Many a customer has probably faced a dizzying array of gas stoves and thought to themselves, which is better, Kenmore or Kitchenaid? Should I buy this Whirlpool refrigerator, or the Kenmore? Isn't Bosch a more trusted name than Kenmore for dishwashers? The answer to those questions is probably, in order, "neither," "either," and "not really."
Because even though Kenmore is proudly advertised by Sears as "the best known name in appliances" with a product in 60% of American homes, Kitchenaid, Whirlpool, Bosch, and a host of other manufacturers are the ones that made your Kenmore appliance.
Kenmore isn't the only brand to appear on products actually manufactured by its competition, but it may be one of the biggest. At Appliance411, a chart demystifies the Kenmore purchasing process. According to the web site, you can deduce who manufactured your appliance by reading the model number on your appliance's identification tag. The first three numbers (or in some appliances, the first three numbers plus the initial "C") correspond with a manufacturer. Does your refrigerator's model number begin with 106? You have a Whirlpool. If your dishwasher's model number starts with 630, it's made by Bosch. A microwave starting with 401 is a Samsung. And so on.

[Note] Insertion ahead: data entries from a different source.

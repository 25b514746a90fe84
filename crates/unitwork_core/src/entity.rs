//! Entity capability contract.
//!
//! # Responsibility
//! - Declare which domain types are persistable and how they identify
//!   themselves.
//!
//! # Invariants
//! - `KIND` values must be unique per entity type and stable across releases;
//!   they key the storage namespace and the change tracker.
//! - `key()` must return the same value for the lifetime of a record.

use serde::de::DeserializeOwned;
use serde::Serialize;
use std::fmt::Display;

/// Capability contract for types persisted through a repository.
///
/// The serde bounds exist because the session stores records as serialized
/// documents; the key bound exists because keys are stringified for storage
/// addressing and diagnostics. Key non-nullability is carried by the type
/// itself: `Key` is a plain value type, never an `Option`.
pub trait Entity: Serialize + DeserializeOwned {
    /// Primary-key type, chosen by the implementor.
    type Key: Display;

    /// Stable storage-kind name for this entity type.
    const KIND: &'static str;

    /// Returns the record's primary key.
    fn key(&self) -> Self::Key;

    /// Optional tenant identifier carried by the record.
    ///
    /// Records without one inherit the session's configured tenant on write.
    fn tenant_id(&self) -> Option<&str> {
        None
    }

    /// Soft-delete tombstone flag.
    ///
    /// Sessions hide tombstoned rows from reads unless configured otherwise.
    fn is_soft_deleted(&self) -> bool {
        false
    }
}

The consumer is often left with strange choices: between, for instance, a front-loading washer made by Maytag, and a very similar (but not quite identical) model made by Kenmore, at slightly different price points. Which is better? Well, who knows: but they're surely not different enough for a normal consumer to suss out.
Once you've decided which manufacturer really made the appliance in which you're interested, of course, your job could be a bit simpler; instead of choosing between a wide number of different brands, you're really only choosing between one or two total manufacturers. And if it's that front-loading washer to which I was referring? Turns out both Kenmore and Maytag are made by a third brand: Samsung.
Quality can't vary much between brands that are all manufactured in the same Chinese or South Korean factory. So when you're selecting an appliance, skip the brand loyalty and focus on features, efficiency and price alone. Otherwise, all you're buying is marketing -- good marketing, it's true, but at the end of the day, marketing won't clean your clothes.